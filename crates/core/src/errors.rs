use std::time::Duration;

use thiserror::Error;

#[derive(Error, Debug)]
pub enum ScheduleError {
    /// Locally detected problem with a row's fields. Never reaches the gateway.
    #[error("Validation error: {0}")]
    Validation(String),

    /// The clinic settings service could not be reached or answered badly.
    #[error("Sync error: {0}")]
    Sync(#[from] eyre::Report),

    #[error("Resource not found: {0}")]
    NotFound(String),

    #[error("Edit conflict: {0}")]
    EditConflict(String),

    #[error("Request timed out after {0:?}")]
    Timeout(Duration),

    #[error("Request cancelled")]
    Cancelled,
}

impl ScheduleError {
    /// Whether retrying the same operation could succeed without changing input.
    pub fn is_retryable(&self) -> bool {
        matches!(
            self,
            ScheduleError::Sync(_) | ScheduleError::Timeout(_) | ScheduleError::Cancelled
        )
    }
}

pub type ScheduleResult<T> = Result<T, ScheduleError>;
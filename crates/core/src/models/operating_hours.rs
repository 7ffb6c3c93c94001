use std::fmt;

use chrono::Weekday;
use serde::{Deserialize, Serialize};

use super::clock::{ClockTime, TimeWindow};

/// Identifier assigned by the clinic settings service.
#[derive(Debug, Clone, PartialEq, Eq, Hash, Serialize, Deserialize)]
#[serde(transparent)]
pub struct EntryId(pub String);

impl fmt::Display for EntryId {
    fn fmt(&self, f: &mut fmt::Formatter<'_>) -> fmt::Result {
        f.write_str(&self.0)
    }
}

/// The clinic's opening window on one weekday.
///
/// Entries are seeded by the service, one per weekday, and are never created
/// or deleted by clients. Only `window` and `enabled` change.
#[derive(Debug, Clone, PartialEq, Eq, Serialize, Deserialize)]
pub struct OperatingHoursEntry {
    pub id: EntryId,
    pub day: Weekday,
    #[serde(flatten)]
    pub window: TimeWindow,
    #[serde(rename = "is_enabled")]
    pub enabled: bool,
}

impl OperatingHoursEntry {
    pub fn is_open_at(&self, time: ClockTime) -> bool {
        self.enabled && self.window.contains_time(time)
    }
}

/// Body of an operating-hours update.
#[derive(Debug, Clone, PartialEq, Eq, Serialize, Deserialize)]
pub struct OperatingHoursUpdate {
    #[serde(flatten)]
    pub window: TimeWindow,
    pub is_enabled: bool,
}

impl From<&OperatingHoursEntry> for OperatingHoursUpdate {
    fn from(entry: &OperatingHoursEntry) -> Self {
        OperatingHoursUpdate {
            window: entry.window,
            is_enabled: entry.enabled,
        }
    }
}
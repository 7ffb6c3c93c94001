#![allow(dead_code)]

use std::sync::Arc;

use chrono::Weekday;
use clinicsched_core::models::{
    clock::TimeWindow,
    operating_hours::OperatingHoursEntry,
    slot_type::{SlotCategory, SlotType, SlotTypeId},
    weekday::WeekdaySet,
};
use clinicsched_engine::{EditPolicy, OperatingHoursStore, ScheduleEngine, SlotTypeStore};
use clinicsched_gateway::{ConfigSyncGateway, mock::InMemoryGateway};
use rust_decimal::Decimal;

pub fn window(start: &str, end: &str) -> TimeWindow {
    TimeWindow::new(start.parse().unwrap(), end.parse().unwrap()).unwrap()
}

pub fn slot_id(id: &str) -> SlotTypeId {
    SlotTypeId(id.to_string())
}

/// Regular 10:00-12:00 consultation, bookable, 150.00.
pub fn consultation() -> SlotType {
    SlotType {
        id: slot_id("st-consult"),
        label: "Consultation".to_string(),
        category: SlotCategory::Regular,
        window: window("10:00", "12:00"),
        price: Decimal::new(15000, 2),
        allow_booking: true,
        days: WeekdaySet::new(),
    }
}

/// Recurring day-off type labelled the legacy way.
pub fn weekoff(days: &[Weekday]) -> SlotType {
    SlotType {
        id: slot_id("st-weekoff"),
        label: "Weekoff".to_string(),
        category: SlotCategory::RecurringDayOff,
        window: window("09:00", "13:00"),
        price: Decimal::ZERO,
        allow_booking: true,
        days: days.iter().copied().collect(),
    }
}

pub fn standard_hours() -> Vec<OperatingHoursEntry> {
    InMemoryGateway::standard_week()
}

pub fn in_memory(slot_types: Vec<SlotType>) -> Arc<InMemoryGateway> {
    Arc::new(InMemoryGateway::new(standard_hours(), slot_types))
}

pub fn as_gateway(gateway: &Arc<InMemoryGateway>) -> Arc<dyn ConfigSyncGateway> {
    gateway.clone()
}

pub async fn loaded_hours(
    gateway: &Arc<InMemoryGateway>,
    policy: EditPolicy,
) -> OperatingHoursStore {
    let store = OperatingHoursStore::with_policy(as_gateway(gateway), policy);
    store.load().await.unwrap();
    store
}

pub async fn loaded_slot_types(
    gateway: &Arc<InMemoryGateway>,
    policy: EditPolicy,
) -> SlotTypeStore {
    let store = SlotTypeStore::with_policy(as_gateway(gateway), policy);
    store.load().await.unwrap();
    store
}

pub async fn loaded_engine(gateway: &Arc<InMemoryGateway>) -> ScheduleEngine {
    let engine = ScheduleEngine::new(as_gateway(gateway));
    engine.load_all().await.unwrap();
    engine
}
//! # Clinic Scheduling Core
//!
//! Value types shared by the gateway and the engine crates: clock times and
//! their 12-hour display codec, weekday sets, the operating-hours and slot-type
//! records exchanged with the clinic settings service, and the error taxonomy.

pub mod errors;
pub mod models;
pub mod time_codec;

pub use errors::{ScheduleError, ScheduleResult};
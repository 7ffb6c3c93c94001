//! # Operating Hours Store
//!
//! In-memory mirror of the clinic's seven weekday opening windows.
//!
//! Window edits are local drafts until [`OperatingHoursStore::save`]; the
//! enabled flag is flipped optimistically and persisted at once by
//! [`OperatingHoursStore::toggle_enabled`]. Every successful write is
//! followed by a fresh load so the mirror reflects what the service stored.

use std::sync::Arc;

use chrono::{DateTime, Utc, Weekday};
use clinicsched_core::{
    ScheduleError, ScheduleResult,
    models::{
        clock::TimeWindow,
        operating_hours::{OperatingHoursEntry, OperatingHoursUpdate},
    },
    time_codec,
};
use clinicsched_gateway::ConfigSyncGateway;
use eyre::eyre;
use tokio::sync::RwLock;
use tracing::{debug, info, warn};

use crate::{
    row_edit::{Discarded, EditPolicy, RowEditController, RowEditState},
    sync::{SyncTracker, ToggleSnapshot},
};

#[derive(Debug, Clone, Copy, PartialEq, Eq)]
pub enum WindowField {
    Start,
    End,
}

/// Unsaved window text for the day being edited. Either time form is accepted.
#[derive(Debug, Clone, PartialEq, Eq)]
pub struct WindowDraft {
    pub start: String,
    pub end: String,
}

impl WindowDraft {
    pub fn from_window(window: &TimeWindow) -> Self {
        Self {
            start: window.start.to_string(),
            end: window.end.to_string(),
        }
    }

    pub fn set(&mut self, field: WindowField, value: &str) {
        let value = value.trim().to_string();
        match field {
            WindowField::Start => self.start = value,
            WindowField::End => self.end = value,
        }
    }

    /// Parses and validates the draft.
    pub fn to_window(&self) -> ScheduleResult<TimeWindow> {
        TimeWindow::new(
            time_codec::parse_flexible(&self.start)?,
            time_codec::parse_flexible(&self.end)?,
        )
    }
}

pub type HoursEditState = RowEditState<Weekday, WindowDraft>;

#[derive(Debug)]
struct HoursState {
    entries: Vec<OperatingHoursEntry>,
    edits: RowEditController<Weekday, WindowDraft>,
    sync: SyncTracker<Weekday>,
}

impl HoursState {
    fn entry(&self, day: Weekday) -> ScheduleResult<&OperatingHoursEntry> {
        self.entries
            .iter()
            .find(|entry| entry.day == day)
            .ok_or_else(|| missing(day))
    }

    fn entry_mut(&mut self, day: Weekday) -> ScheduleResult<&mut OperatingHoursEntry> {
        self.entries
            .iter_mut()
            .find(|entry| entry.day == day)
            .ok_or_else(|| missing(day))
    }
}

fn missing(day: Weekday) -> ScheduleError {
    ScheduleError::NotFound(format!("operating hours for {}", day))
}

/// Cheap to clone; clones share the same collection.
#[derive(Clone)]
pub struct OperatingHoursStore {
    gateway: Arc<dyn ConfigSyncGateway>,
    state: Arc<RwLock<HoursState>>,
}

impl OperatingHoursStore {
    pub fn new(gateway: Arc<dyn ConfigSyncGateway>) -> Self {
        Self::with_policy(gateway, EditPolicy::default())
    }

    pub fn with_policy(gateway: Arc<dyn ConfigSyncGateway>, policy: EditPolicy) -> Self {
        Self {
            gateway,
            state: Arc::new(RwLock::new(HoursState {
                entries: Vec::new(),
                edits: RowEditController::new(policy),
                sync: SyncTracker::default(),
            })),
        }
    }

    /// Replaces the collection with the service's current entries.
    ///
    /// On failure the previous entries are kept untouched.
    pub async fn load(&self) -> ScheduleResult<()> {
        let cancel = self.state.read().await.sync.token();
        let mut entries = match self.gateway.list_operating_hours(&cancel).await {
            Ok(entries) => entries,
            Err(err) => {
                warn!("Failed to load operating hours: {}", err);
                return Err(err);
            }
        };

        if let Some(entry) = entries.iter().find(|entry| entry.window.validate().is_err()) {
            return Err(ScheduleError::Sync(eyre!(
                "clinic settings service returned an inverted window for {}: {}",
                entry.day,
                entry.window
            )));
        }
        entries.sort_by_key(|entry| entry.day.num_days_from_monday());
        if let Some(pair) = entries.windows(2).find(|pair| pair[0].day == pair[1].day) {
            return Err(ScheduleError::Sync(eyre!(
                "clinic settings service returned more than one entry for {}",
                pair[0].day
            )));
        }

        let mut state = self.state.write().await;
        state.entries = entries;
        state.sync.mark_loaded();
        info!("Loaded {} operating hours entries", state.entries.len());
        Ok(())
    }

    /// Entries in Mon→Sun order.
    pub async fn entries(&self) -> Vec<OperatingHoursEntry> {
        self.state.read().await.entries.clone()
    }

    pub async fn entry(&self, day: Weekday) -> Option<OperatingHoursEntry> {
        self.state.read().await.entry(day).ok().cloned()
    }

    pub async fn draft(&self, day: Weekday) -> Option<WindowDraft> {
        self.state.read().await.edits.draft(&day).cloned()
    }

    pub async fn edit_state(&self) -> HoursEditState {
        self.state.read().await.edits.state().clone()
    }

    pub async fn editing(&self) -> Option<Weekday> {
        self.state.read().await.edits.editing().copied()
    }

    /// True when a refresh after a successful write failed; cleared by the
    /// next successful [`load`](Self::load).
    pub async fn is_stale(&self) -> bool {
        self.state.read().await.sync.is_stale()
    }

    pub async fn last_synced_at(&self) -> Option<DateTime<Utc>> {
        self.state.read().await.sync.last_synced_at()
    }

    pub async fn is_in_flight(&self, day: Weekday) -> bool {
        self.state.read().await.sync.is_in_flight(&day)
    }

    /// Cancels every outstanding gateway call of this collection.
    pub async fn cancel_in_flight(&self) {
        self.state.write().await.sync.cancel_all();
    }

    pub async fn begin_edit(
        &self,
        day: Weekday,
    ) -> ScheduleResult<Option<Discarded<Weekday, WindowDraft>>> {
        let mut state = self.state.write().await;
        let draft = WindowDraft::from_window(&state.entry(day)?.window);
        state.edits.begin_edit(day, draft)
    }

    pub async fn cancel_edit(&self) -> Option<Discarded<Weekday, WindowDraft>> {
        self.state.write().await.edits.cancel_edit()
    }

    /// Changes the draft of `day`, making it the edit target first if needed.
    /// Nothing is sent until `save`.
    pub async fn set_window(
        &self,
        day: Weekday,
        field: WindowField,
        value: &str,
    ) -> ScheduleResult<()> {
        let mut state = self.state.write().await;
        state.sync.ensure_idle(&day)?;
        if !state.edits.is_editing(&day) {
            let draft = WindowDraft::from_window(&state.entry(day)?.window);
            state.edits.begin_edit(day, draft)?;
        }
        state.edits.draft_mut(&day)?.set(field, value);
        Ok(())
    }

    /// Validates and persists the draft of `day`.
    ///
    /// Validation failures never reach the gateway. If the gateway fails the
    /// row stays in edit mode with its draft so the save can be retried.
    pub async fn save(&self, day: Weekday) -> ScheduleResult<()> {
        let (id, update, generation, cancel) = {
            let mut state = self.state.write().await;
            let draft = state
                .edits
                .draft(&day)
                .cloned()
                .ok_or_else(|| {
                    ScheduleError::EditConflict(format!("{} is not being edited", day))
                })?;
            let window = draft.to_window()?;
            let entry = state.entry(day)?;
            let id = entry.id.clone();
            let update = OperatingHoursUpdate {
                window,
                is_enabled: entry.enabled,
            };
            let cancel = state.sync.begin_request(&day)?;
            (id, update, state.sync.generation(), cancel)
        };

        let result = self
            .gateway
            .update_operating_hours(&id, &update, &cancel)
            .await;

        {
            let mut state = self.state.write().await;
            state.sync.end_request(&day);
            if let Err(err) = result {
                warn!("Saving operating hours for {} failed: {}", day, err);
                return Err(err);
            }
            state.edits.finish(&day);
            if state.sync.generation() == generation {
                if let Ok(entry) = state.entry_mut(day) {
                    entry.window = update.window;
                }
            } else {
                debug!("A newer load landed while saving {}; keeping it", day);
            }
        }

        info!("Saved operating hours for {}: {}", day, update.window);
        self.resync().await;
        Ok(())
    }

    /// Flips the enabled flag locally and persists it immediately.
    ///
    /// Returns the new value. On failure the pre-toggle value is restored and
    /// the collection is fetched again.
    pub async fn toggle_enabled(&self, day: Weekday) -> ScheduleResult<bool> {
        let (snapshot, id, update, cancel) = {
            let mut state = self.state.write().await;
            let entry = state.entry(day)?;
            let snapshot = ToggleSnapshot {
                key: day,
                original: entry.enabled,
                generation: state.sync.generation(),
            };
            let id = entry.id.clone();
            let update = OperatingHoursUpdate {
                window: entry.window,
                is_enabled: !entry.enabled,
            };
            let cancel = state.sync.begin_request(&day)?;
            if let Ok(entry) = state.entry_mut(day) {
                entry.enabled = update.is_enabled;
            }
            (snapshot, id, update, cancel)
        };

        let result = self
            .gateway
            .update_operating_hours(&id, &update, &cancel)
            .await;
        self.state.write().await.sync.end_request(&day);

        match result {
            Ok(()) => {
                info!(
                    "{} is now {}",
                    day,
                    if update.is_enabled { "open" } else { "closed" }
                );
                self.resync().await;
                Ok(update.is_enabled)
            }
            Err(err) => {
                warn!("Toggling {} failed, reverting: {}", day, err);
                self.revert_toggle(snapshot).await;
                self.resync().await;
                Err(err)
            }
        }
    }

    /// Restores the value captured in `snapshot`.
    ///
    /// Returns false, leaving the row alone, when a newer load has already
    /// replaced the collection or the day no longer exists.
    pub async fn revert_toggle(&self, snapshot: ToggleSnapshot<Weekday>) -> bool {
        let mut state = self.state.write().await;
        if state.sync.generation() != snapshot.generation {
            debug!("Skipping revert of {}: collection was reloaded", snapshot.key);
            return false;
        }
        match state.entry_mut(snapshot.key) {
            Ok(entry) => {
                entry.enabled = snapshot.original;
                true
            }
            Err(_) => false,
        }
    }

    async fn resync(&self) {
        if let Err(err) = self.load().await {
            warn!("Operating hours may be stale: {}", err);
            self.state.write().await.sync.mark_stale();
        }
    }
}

- [TASK ITEM] From the start of the data to the line that holds "are never created", retype each line exactly, with both ends included.

- [ANSWER SPACE]
filename crates/core/src/errors.rs
use std::time::Duration;

use thiserror::Error;

#[derive(Error, Debug)]
pub enum ScheduleError {
    /// Locally detected problem with a row's fields. Never reaches the gateway.
    #[error("Validation error: {0}")]
    Validation(String),

    /// The clinic settings service could not be reached or answered badly.
    #[error("Sync error: {0}")]
    Sync(#[from] eyre::Report),

    #[error("Resource not found: {0}")]
    NotFound(String),

    #[error("Edit conflict: {0}")]
    EditConflict(String),

    #[error("Request timed out after {0:?}")]
    Timeout(Duration),

    #[error("Request cancelled")]
    Cancelled,
}

impl ScheduleError {
    /// Whether retrying the same operation could succeed without changing input.
    pub fn is_retryable(&self) -> bool {
        matches!(
            self,
            ScheduleError::Sync(_) | ScheduleError::Timeout(_) | ScheduleError::Cancelled
        )
    }
}

pub type ScheduleResult<T> = Result<T, ScheduleError>;
filename crates/core/src/models/operating_hours.rs
repository 7ffb6c3c93c94001
use std::fmt;

use chrono::Weekday;
use serde::{Deserialize, Serialize};

use super::clock::{ClockTime, TimeWindow};

/// Identifier assigned by the clinic settings service.
#[derive(Debug, Clone, PartialEq, Eq, Hash, Serialize, Deserialize)]
#[serde(transparent)]
pub struct EntryId(pub String);

impl fmt::Display for EntryId {
    fn fmt(&self, f: &mut fmt::Formatter<'_>) -> fmt::Result {
        f.write_str(&self.0)
    }
}

/// The clinic's opening window on one weekday.
///
/// Entries are seeded by the service, one per weekday, and are never created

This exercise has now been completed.